Kontoor Brands (KTB) Jumps 19% on Blowout Earnings
💡 Key Takeaway
Kontoor Brands delivered a stellar quarter with strong organic growth and an upbeat 2026 outlook, signaling a successful transformation.
What Sparked the Rally?
On a broadly down market day, Kontoor Brands (KTB) was a standout performer, surging nearly 19% after reporting fourth-quarter results that handily beat analyst expectations. The apparel company, which owns brands like Wrangler, Lee, and the recently acquired Helly Hansen, posted revenue of $1.02 billion, a 46% jump year-over-year that smashed estimates of $976.2 million.
The massive revenue increase was largely driven by the acquisition of Helly Hansen, which was completed in June 2025. However, the underlying business was also robust. On an organic basis, which excludes acquisitions and currency effects, revenue grew a healthy 9.3%.

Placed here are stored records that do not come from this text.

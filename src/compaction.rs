//! Compaction scheduler (C7).
//!
//! Owns the HNSW index and the chunk/neuron KV trees, and funnels both
//! threshold-driven and periodic compaction requests into a single critical
//! section guarded by a `running` flag, mirroring the detached-timer shape
//! of the teacher's `github::background_sync` loop.

use crate::config::CompactionConfig;
use crate::index::HnswIndex;
use chrono::{DateTime, Utc};
use std::sync::atomic::{AtomicBool, AtomicU64, Ordering};
use std::sync::Arc;
use tokio::sync::Mutex;
use tracing::{info, warn};

/// Snapshot of the scheduler's counters.
#[derive(Debug, Clone, serde::Serialize)]
pub struct CompactionStats {
    pub running: bool,
    pub pending_tombstones: usize,
    pub total_compactions: u64,
    pub total_hnsw_removed: u64,
    pub last_run_at: Option<DateTime<Utc>>,
}

/// A KV store the scheduler should flush/compact each pass. Individual
/// failures are logged and do not abort the sweep.
pub trait Compactable: Send + Sync {
    fn compact(&self) -> crate::error::Result<()>;
}

pub struct CompactionScheduler {
    index: Arc<HnswIndex>,
    stores: Vec<Arc<dyn Compactable>>,
    config: CompactionConfig,
    running: AtomicBool,
    total_compactions: AtomicU64,
    total_hnsw_removed: AtomicU64,
    last_run_at: Mutex<Option<DateTime<Utc>>>,
}

impl CompactionScheduler {
    pub fn new(index: Arc<HnswIndex>, stores: Vec<Arc<dyn Compactable>>, config: CompactionConfig) -> Arc<Self> {
        Arc::new(Self {
            index,
            stores,
            config,
            running: AtomicBool::new(false),
            total_compactions: AtomicU64::new(0),
            total_hnsw_removed: AtomicU64::new(0),
            last_run_at: Mutex::new(None),
        })
    }

    /// Spawn the detached interval timer. The returned handle is not
    /// required to keep the process alive (`spec.md` §5).
    pub fn spawn_timer(self: &Arc<Self>) -> tokio::task::JoinHandle<()> {
        let scheduler = self.clone();
        let interval_ms = self.config.interval_ms;
        tokio::spawn(async move {
            let mut ticker = tokio::time::interval(std::time::Duration::from_millis(interval_ms));
            loop {
                ticker.tick().await;
                scheduler.maybe_compact().await;
            }
        })
    }

    /// Fire-and-forget: compact if the tombstone threshold is exceeded.
    /// Safe to call after every delete.
    pub async fn maybe_compact(self: &Arc<Self>) {
        if self.index.tombstone_count().await >= self.config.tombstone_threshold {
            let scheduler = self.clone();
            tokio::spawn(async move {
                scheduler.force_compact().await;
            });
        }
    }

    /// Awaitable, idempotent compaction pass. Re-entry while a pass is
    /// already running is a no-op returning a zero result.
    pub async fn force_compact(&self) -> usize {
        if self
            .running
            .compare_exchange(false, true, Ordering::SeqCst, Ordering::SeqCst)
            .is_err()
        {
            return 0;
        }

        let removed = self.index.compact().await;
        for store in &self.stores {
            if let Err(e) = store.compact() {
                warn!(error = %e, "compaction scheduler: store compact failed, continuing sweep");
            }
        }

        self.total_compactions.fetch_add(1, Ordering::SeqCst);
        self.total_hnsw_removed.fetch_add(removed as u64, Ordering::SeqCst);
        *self.last_run_at.lock().await = Some(Utc::now());

        self.running.store(false, Ordering::SeqCst);
        info!(removed, "compaction scheduler: pass complete");
        removed
    }

    pub async fn stats(&self) -> CompactionStats {
        CompactionStats {
            running: self.running.load(Ordering::SeqCst),
            pending_tombstones: self.index.tombstone_count().await,
            total_compactions: self.total_compactions.load(Ordering::SeqCst),
            total_hnsw_removed: self.total_hnsw_removed.load(Ordering::SeqCst),
            last_run_at: *self.last_run_at.lock().await,
        }
    }
}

The strength was led by the Wrangler brand, which saw revenue climb 12% to $561.9 million. The Lee brand also returned to growth, albeit modestly, with a 2% increase to $198.1 million. Profitability was equally impressive, with adjusted earnings per share rising 26% to $1.73, beating the consensus estimate of $1.64.
CEO Scott Baxter called 2025 a 'transformational year,' crediting the Helly Hansen deal and strong execution for the company's success. The rally was fueled by this powerful combination of a top-and-bottom-line beat and strong fundamental performance.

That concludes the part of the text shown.